Regarding Question 3, I had to actually watch a YouTube of it (http://www.youtube.com/watch?v=hGLZqDXau98) to fully appreciate the concern. I'm not sure what I would do. Part of the problem is that I used to be extremely introverted, especially before I had kids. And then, I have this impulsive aspect of my personality too. So intellectually, I maybe want to say "Stop the show!" or not stop it but immediately find out who is involved and immediately pull them out and deal with them severely. All with an eye on following my professional rules and job responsibilities. The other part of me says, don't think man, dance... jump up there and join in. We can deal with the offenders soon enough. Maybe this is a question to discuss with a principal too. Sometimes the rules and procedures we are being taught get all jumbled up in my mind and conflict with my intuition. And in the classes we are taking I have flip flopped back and forth. I just flopped on a Pedagogy Assignment 2 and now am trying to figure out how to flip it back in Assignment 3.

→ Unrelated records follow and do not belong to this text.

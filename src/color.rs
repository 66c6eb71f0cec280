use serde::Serialize;

use crate::math::{remap, remap_clamped};
use crate::motion::MotionKind;

/// Canonical intensity band consumed by the colour mapping stage.
pub const COLOR_BAND_MIN: f64 = 0.3;
pub const COLOR_BAND_MAX: f64 = 2.2;

#[derive(Debug, Clone, Copy, PartialEq, Serialize)]
pub struct ColorNormalizationRange {
    pub min: f64,
    pub max: f64,
}

impl Default for ColorNormalizationRange {
    fn default() -> Self {
        Self {
            min: COLOR_BAND_MIN,
            max: COLOR_BAND_MAX,
        }
    }
}

impl ColorNormalizationRange {
    /// Range override for motions whose weight products overshoot the
    /// canonical band.
    pub fn override_for(kind: MotionKind) -> Option<Self> {
        let (min, max) = match kind {
            MotionKind::Circulation => (1.0, 10.0),
            MotionKind::Scan | MotionKind::Slash => (1.0, 20.0),
            MotionKind::Pulfunte => (1.0, 30.0),
            _ => return None,
        };
        Some(Self { min, max })
    }

    pub fn for_motion(kind: MotionKind) -> Self {
        Self::override_for(kind).unwrap_or_default()
    }
}

/// Rescale a raw area product into the canonical band. Motions without an
/// override pass through unchanged. No clamping happens here.
pub fn normalize_intensity(kind: MotionKind, raw: f64) -> f64 {
    match ColorNormalizationRange::override_for(kind) {
        Some(range) => remap(raw, range.min, range.max, COLOR_BAND_MIN, COLOR_BAND_MAX),
        None => raw,
    }
}

/// Map a canonical-band intensity to the `[0, 1]` gradient parameter,
/// saturating at both ends.
pub fn color_parameter(intensity: f64) -> f64 {
    remap_clamped(intensity, COLOR_BAND_MIN, COLOR_BAND_MAX, 0.0, 1.0)
}

#[derive(Debug, Clone, Copy, PartialEq, Eq, Hash, Serialize)]
pub struct Rgb {
    pub r: u8,
    pub g: u8,
    pub b: u8,
}

impl Rgb {
    pub fn to_hex(self) -> String {
        format!("#{:02x}{:02x}{:02x}", self.r, self.g, self.b)
    }
}

#[derive(Debug, Clone, Copy, PartialEq, Eq, Hash, Serialize)]
pub enum ColorScheme {
    Greys,
    Viridis,
    Magma,
    Inferno,
    Plasma,
    Cividis,
    Turbo,
    Cool,
    Warm,
    Blues,
    Greens,
    Oranges,
    Purples,
    Reds,
}

impl ColorScheme {
    pub const ALL: [ColorScheme; 14] = [
        Self::Greys,
        Self::Viridis,
        Self::Magma,
        Self::Inferno,
        Self::Plasma,
        Self::Cividis,
        Self::Turbo,
        Self::Cool,
        Self::Warm,
        Self::Blues,
        Self::Greens,
        Self::Oranges,
        Self::Purples,
        Self::Reds,
    ];

    /// Exact, case-sensitive scheme name lookup.
    pub fn from_name(name: &str) -> Option<Self> {
        Self::ALL.into_iter().find(|scheme| scheme.name() == name)
    }

    pub fn name(self) -> &'static str {
        match self {
            Self::Greys => "Greys",
            Self::Viridis => "Viridis",
            Self::Magma => "Magma",
            Self::Inferno => "Inferno",
            Self::Plasma => "Plasma",
            Self::Cividis => "Cividis",
            Self::Turbo => "Turbo",
            Self::Cool => "Cool",
            Self::Warm => "Warm",
            Self::Blues => "Blues",
            Self::Greens => "Greens",
            Self::Oranges => "Oranges",
            Self::Purples => "Purples",
            Self::Reds => "Reds",
        }
    }

    fn gradient(self) -> colorous::Gradient {
        match self {
            Self::Greys => colorous::GREYS,
            Self::Viridis => colorous::VIRIDIS,
            Self::Magma => colorous::MAGMA,
            Self::Inferno => colorous::INFERNO,
            Self::Plasma => colorous::PLASMA,
            Self::Cividis => colorous::CIVIDIS,
            Self::Turbo => colorous::TURBO,
            Self::Cool => colorous::COOL,
            Self::Warm => colorous::WARM,
            Self::Blues => colorous::BLUES,
            Self::Greens => colorous::GREENS,
            Self::Oranges => colorous::ORANGES,
            Self::Purples => colorous::PURPLES,
            Self::Reds => colorous::REDS,
        }
    }

    pub fn eval(self, t: f64) -> Rgb {
        let color = self.gradient().eval_continuous(t.clamp(0.0, 1.0));
        Rgb {
            r: color.r,
            g: color.g,
            b: color.b,
        }
    }
}

/// Colour for `t` in the named scheme, or `None` if the name is unknown.
pub fn lookup(scheme_name: &str, t: f64) -> Option<Rgb> {
    ColorScheme::from_name(scheme_name).map(|scheme| scheme.eval(t))
}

Regarding 4, and how I would approach or would I... yes! I plan to approach "all" students and on their terms too. I have to do this just to figure out what their terms are in fact. I want them all to achieve success in learning.

David L Zuck said

at 12:48 pm on Apr 16, 2011

My main question for Joe would be: Should there be a push to get kids to come out earlier so they can deal with it earlier? And for Denise: What would Piaget say about this? Personally, I would like to see kids be able to come out earlier and then create a learning community that helps them. And not only them. Maybe by not coming out we are not helping those students who are biased against GLBT, right? But kids are still growing too and so forcing somebody to come out or any pressuring doesn't seem correct either. What's your opinion now, Joe? Hmmm, maybe this is why we need curriculum on GLBT.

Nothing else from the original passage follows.